▶ [The task]
Report back every line in the data that includes the string "Rust".
━━━━━━━━
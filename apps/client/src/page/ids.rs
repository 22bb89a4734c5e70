//! Element ids, names and classes the page scripts rely on.

pub const COVER_LETTER_FORM: &str = "cover_letter_form";
pub const GENERATE_BTN: &str = "generate_btn";
pub const COVER_LETTER_LOADING: &str = "cover_letter_loading";
pub const COVER_LETTER_EDITOR: &str = "cover_letter_editor";
pub const COPY_BTN: &str = "copy_btn";
pub const ERROR_CONTAINER: &str = "error_container";

pub const CV_FILE: &str = "cv_file";
pub const JOB_DESC_TEXT_CONTAINER: &str = "job_desc_text_container";
pub const JOB_DESC_IMAGE_CONTAINER: &str = "job_desc_image_container";
pub const JOB_DESC_TEXT: &str = "job_desc_text";
pub const JOB_DESC_IMAGE: &str = "job_desc_image";
pub const COMPANY_NAME: &str = "company_name";
pub const WORD_LIMIT: &str = "word_limit";

/// Name of the radio group selecting the job description mode.
pub const JOB_DESC_TYPE: &str = "job_desc_type";
pub const JOB_DESC_TYPE_TEXT: &str = "job_desc_type_text";
pub const JOB_DESC_TYPE_IMAGE: &str = "job_desc_type_image";

pub mod classes {
    pub const HIDDEN: &str = "hidden";
    pub const LOADING: &str = "loading";
    pub const BTN_SUCCESS: &str = "btn-success";
}

pub mod attributes {
    pub const REQUIRED: &str = "required";
    pub const ARIA_BUSY: &str = "aria-busy";
}
use thiserror::Error;

use crate::form::mode_toggle::JobDescriptionMode;
use crate::form::validation::{parse_word_limit, InvalidWordLimit, MISSING_CV_MESSAGE};
use crate::page::form_data::{FormData, UploadedFile};
use crate::page::ids;

/// The job description carried by a submission. Exactly one form is present.
#[derive(Debug, Clone, PartialEq, Eq)]
pub enum JobDescription {
    Text(String),
    Image(UploadedFile),
}

impl JobDescription {
    pub fn mode(&self) -> JobDescriptionMode {
        match self {
            JobDescription::Text(_) => JobDescriptionMode::Text,
            JobDescription::Image(_) => JobDescriptionMode::Image,
        }
    }
}

/// Payload sent to the generation service. Created on submit and dropped
/// once the request resolves.
#[derive(Debug, Clone, PartialEq, Eq)]
pub struct FormSubmission {
    pub cv_file: UploadedFile,
    pub job_description: JobDescription,
    pub company_name: Option<String>,
    pub word_limit: Option<u16>,
}

#[derive(Debug, Error)]
pub enum IncompleteSubmission {
    #[error("{}", MISSING_CV_MESSAGE)]
    MissingCv,

    #[error("Please enter a job description text")]
    MissingText,

    #[error("Please upload a job description image")]
    MissingImage,

    #[error(transparent)]
    WordLimit(#[from] InvalidWordLimit),
}

impl FormSubmission {
    /// Builds the payload for `mode` from form data. Only the field of the
    /// active mode is read, so the other one can never leak into the request.
    pub fn from_form_data(
        form_data: &FormData,
        mode: JobDescriptionMode,
    ) -> Result<Self, IncompleteSubmission> {
        let cv_file = form_data
            .get_file(ids::CV_FILE)
            .filter(|file| !file.is_empty())
            .cloned()
            .ok_or(IncompleteSubmission::MissingCv)?;

        let job_description = match mode {
            JobDescriptionMode::Text => form_data
                .get_text(ids::JOB_DESC_TEXT)
                .filter(|text| !text.trim().is_empty())
                .map(|text| JobDescription::Text(text.to_string()))
                .ok_or(IncompleteSubmission::MissingText)?,
            JobDescriptionMode::Image => form_data
                .get_file(ids::JOB_DESC_IMAGE)
                .filter(|file| !file.is_empty())
                .cloned()
                .map(JobDescription::Image)
                .ok_or(IncompleteSubmission::MissingImage)?,
        };

        let company_name = form_data
            .get_text(ids::COMPANY_NAME)
            .map(str::trim)
            .filter(|name| !name.is_empty())
            .map(str::to_string);

        let word_limit = match form_data.get_text(ids::WORD_LIMIT) {
            Some(raw) => parse_word_limit(raw)?,
            None => None,
        };

        Ok(Self {
            cv_file,
            job_description,
            company_name,
            word_limit,
        })
    }

    pub fn job_desc_type(&self) -> JobDescriptionMode {
        self.job_description.mode()
    }
}
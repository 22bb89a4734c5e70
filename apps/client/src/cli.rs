use std::path::PathBuf;
use std::sync::Arc;

use anyhow::{bail, Context, Result};
use clap::{Args, Parser, Subcommand, ValueEnum};
use tracing::{info, warn};

use crate::app::{App, EventOutcome, PageEvent, SubmissionOutcome};
use crate::clipboard::copy::COPY_FAILED_MESSAGE;
use crate::clipboard::{ClipboardBackends, CopyOutcome};
use crate::config::Config;
use crate::form::mode_toggle::JobDescriptionMode;
use crate::page::render::letter_to_html;
use crate::page::{ids, Document};
use crate::service::{CoverLetterService, HttpCoverLetterService};
use crate::upload::{load_cv, load_job_image};

#[derive(Parser)]
#[command(name = "cover-letter")]
#[command(about = "Generate a cover letter from a résumé and a job description")]
#[command(version)]
pub struct Cli {
    #[command(subcommand)]
    pub command: Command,
}

#[derive(Subcommand)]
pub enum Command {
    /// Generate a cover letter
    Generate(GenerateArgs),
    /// Check that the backend is reachable
    Health,
}

#[derive(Args)]
#[command(group(
    clap::ArgGroup::new("job_description")
        .required(true)
        .args(["text", "text_file", "image"]),
))]
pub struct GenerateArgs {
    /// Résumé file (.pdf, .docx or .doc)
    #[arg(long)]
    pub cv: PathBuf,

    /// Job description text
    #[arg(long)]
    pub text: Option<String>,

    /// File holding the job description text
    #[arg(long)]
    pub text_file: Option<PathBuf>,

    /// Screenshot of the job description (.jpg, .jpeg or .png)
    #[arg(long)]
    pub image: Option<PathBuf>,

    #[arg(long)]
    pub company: Option<String>,

    /// Target length of the letter, 250 to 400 words
    #[arg(long)]
    pub word_limit: Option<u16>,

    /// Copy the letter to the clipboard
    #[arg(long)]
    pub copy: bool,

    /// Write the letter to a file instead of stdout
    #[arg(long)]
    pub output: Option<PathBuf>,

    #[arg(long, value_enum, default_value_t = OutputFormat::Text)]
    pub format: OutputFormat,
}

#[derive(Debug, Clone, Copy, PartialEq, Eq, ValueEnum)]
pub enum OutputFormat {
    Text,
    Html,
}

pub async fn run(cli: Cli, config: &Config) -> Result<()> {
    let service = Arc::new(
        HttpCoverLetterService::new(config).context("Failed to build the HTTP client")?,
    );

    match cli.command {
        Command::Generate(args) => generate(args, service).await,
        Command::Health => {
            let health = service
                .health()
                .await
                .with_context(|| format!("Health check against {} failed", config.api_base_url))?;
            println!(
                "{} (api version: {}, environment: {})",
                health.status,
                health.api_version.as_deref().unwrap_or("unknown"),
                health.environment.as_deref().unwrap_or("unknown"),
            );
            Ok(())
        }
    }
}

async fn generate(args: GenerateArgs, service: Arc<dyn CoverLetterService>) -> Result<()> {
    let document = fill_document(&args).await?;
    let mode = if args.image.is_some() {
        JobDescriptionMode::Image
    } else {
        JobDescriptionMode::Text
    };

    let mut app = App::load(document, service, ClipboardBackends::platform())?;
    app.dispatch(PageEvent::change(mode.radio_id())).await?;

    let outcome = app
        .dispatch(PageEvent::submit(ids::COVER_LETTER_FORM))
        .await?;
    let length = ensure_generated(outcome)?;
    info!("Received cover letter ({} characters)", length);

    if args.copy {
        match app.dispatch(PageEvent::click(ids::COPY_BTN)).await? {
            EventOutcome::Copied(CopyOutcome::Copied { backend }) => {
                info!("Cover letter copied to clipboard via {}", backend)
            }
            EventOutcome::Copied(CopyOutcome::Failed) => warn!("{}", COPY_FAILED_MESSAGE),
            _ => warn!("Nothing copied to clipboard"),
        }
    }

    let letter = app.document().element(ids::COVER_LETTER_EDITOR)?.value();
    let rendered = match args.format {
        OutputFormat::Text => letter.to_string(),
        OutputFormat::Html => letter_to_html(letter),
    };

    match &args.output {
        Some(path) => {
            tokio::fs::write(path, rendered)
                .await
                .with_context(|| format!("Failed to write {}", path.display()))?;
            info!("Cover letter written to {}", path.display());
        }
        None => println!("{rendered}"),
    }
    Ok(())
}

/// Length of the generated letter, or the unescaped reason the submission
/// did not produce one. The page banner holds the HTML-escaped form of the
/// same reason.
fn ensure_generated(outcome: EventOutcome) -> Result<usize> {
    match outcome {
        EventOutcome::Submitted(SubmissionOutcome::Generated { length }) => Ok(length),
        EventOutcome::Submitted(
            SubmissionOutcome::Rejected { reason } | SubmissionOutcome::Failed { reason },
        ) => bail!("{reason}"),
        other => bail!("Cover letter generation failed: {other:?}"),
    }
}

/// Fills the page's inputs the way a user would before pressing generate.
async fn fill_document(args: &GenerateArgs) -> Result<Document> {
    let mut document = Document::cover_letter_page();

    let cv = load_cv(&args.cv).await?;
    document.element_mut(ids::CV_FILE)?.set_file(Some(cv));

    if let Some(path) = &args.image {
        let image = load_job_image(path).await?;
        document.element_mut(ids::JOB_DESC_IMAGE)?.set_file(Some(image));
    }

    let text = match (&args.text, &args.text_file) {
        (Some(text), _) => Some(text.clone()),
        (None, Some(path)) => Some(
            tokio::fs::read_to_string(path)
                .await
                .with_context(|| format!("Failed to read {}", path.display()))?,
        ),
        (None, None) => None,
    };
    if let Some(text) = text {
        document.element_mut(ids::JOB_DESC_TEXT)?.set_value(text);
    }

    if let Some(company) = &args.company {
        document.element_mut(ids::COMPANY_NAME)?.set_value(company.as_str());
    }
    if let Some(limit) = args.word_limit {
        document
            .element_mut(ids::WORD_LIMIT)?
            .set_value(limit.to_string());
    }

    Ok(document)
}
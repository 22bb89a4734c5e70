use std::ops::RangeInclusive;

use thiserror::Error;

use crate::page::form_data::FormData;
use crate::page::ids;

pub const MISSING_CV_MESSAGE: &str = "Please upload your CV/resume file";
pub const MISSING_JOB_DESCRIPTION_MESSAGE: &str =
    "Please provide either job description text or image";
pub const WORD_LIMIT_MESSAGE: &str = "Word limit must be between 250 and 400 words";

/// Word limits accepted by the generation service.
pub const WORD_LIMIT_RANGE: RangeInclusive<u16> = 250..=400;

#[derive(Debug, Clone, Copy, PartialEq, Eq, Error)]
#[error("{}", WORD_LIMIT_MESSAGE)]
pub struct InvalidWordLimit;

#[derive(Debug, Clone, PartialEq, Eq)]
pub struct ValidationResult {
    pub is_valid: bool,
    pub error_message: String,
}

impl ValidationResult {
    fn valid() -> Self {
        Self {
            is_valid: true,
            error_message: String::new(),
        }
    }

    fn invalid(message: &str) -> Self {
        Self {
            is_valid: false,
            error_message: message.to_string(),
        }
    }
}

/// Validates submitted form fields. Rules run in order and the first
/// failure wins:
///
/// 1. a non-empty résumé file
/// 2. non-blank job description text, or a non-empty job description image
/// 3. when present, a word limit within [`WORD_LIMIT_RANGE`]
pub fn validate_form(form_data: &FormData) -> ValidationResult {
    let has_cv = form_data
        .get_file(ids::CV_FILE)
        .map(|file| !file.is_empty())
        .unwrap_or(false);
    if !has_cv {
        return ValidationResult::invalid(MISSING_CV_MESSAGE);
    }

    let has_text = form_data
        .get_text(ids::JOB_DESC_TEXT)
        .map(|text| !text.trim().is_empty())
        .unwrap_or(false);
    let has_image = form_data
        .get_file(ids::JOB_DESC_IMAGE)
        .map(|file| !file.is_empty())
        .unwrap_or(false);
    if !has_text && !has_image {
        return ValidationResult::invalid(MISSING_JOB_DESCRIPTION_MESSAGE);
    }

    if let Some(raw) = form_data.get_text(ids::WORD_LIMIT) {
        if parse_word_limit(raw).is_err() {
            return ValidationResult::invalid(WORD_LIMIT_MESSAGE);
        }
    }

    ValidationResult::valid()
}

/// `Ok(None)` for a blank field, `Ok(Some(n))` for an in-range limit.
pub fn parse_word_limit(raw: &str) -> Result<Option<u16>, InvalidWordLimit> {
    let raw = raw.trim();
    if raw.is_empty() {
        return Ok(None);
    }
    match raw.parse::<u16>() {
        Ok(limit) if WORD_LIMIT_RANGE.contains(&limit) => Ok(Some(limit)),
        _ => Err(InvalidWordLimit),
    }
}

#[cfg(test)]
mod tests {
    use super::*;
    use crate::page::form_data::{FormValue, UploadedFile};

    fn cv() -> FormValue {
        FormValue::File(UploadedFile::new("cv.pdf", "application/pdf", "%PDF-1.7"))
    }

    fn image() -> FormValue {
        FormValue::File(UploadedFile::new("jd.png", "image/png", vec![0x89, b'P', b'N', b'G']))
    }

    fn text(value: &str) -> FormValue {
        FormValue::Text(value.to_string())
    }

    fn form(fields: Vec<(&str, FormValue)>) -> FormData {
        let mut data = FormData::new();
        for (name, value) in fields {
            data.append(name, value);
        }
        data
    }

    #[test]
    fn test_pass_with_cv_and_text() {
        let result = validate_form(&form(vec![
            (ids::CV_FILE, cv()),
            (ids::JOB_DESC_TEXT, text("Senior Rust engineer")),
        ]));
        assert!(result.is_valid);
        assert_eq!(result.error_message, "");
    }

    #[test]
    fn test_pass_with_cv_and_image() {
        let result = validate_form(&form(vec![
            (ids::CV_FILE, cv()),
            (ids::JOB_DESC_TEXT, text("")),
            (ids::JOB_DESC_IMAGE, image()),
        ]));
        assert!(result.is_valid);
    }

    #[test]
    fn test_fail_without_cv() {
        let result = validate_form(&form(vec![(ids::JOB_DESC_TEXT, text("Rust"))]));
        assert!(!result.is_valid);
        assert_eq!(result.error_message, MISSING_CV_MESSAGE);
    }

    #[test]
    fn test_fail_with_empty_cv_file() {
        let result = validate_form(&form(vec![
            (ids::CV_FILE, FormValue::File(UploadedFile::empty())),
            (ids::JOB_DESC_TEXT, text("Rust")),
        ]));
        assert_eq!(result.error_message, MISSING_CV_MESSAGE);
    }

    #[test]
    fn test_cv_rule_wins_over_job_description_rule() {
        let result = validate_form(&FormData::new());
        assert_eq!(result.error_message, MISSING_CV_MESSAGE);
    }

    #[test]
    fn test_cv_as_text_field_is_not_a_file() {
        let result = validate_form(&form(vec![
            (ids::CV_FILE, text("cv.pdf")),
            (ids::JOB_DESC_TEXT, text("Rust")),
        ]));
        assert_eq!(result.error_message, MISSING_CV_MESSAGE);
    }

    #[test]
    fn test_fail_with_blank_text_and_no_image() {
        let result = validate_form(&form(vec![
            (ids::CV_FILE, cv()),
            (ids::JOB_DESC_TEXT, text("  \n\t ")),
        ]));
        assert!(!result.is_valid);
        assert_eq!(result.error_message, MISSING_JOB_DESCRIPTION_MESSAGE);
    }

    #[test]
    fn test_fail_with_empty_image() {
        let result = validate_form(&form(vec![
            (ids::CV_FILE, cv()),
            (ids::JOB_DESC_IMAGE, FormValue::File(UploadedFile::empty())),
        ]));
        assert_eq!(result.error_message, MISSING_JOB_DESCRIPTION_MESSAGE);
    }

    #[test]
    fn test_word_limit_bounds() {
        for (raw, valid) in [("250", true), ("400", true), ("", true), ("249", false), ("401", false), ("lots", false)] {
            let result = validate_form(&form(vec![
                (ids::CV_FILE, cv()),
                (ids::JOB_DESC_TEXT, text("Rust")),
                (ids::WORD_LIMIT, text(raw)),
            ]));
            assert_eq!(result.is_valid, valid, "word limit {raw:?}");
        }
    }

    #[test]
    fn test_word_limit_checked_after_job_description() {
        let result = validate_form(&form(vec![
            (ids::CV_FILE, cv()),
            (ids::WORD_LIMIT, text("10")),
        ]));
        assert_eq!(result.error_message, MISSING_JOB_DESCRIPTION_MESSAGE);
    }

    #[test]
    fn test_parse_word_limit() {
        assert_eq!(parse_word_limit(" 300 "), Ok(Some(300)));
        assert_eq!(parse_word_limit(""), Ok(None));
        assert!(parse_word_limit("-1").is_err());
    }
}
━━━━━━━━
▶ [Response to the exercise]
            (ids::JOB_DESC_TEXT, text("Senior Rust engineer")),
        let result = validate_form(&form(vec![(ids::JOB_DESC_TEXT, text("Rust"))]));
            (ids::JOB_DESC_TEXT, text("Rust")),
            (ids::JOB_DESC_TEXT, text("Rust")),
                (ids::JOB_DESC_TEXT, text("Rust")),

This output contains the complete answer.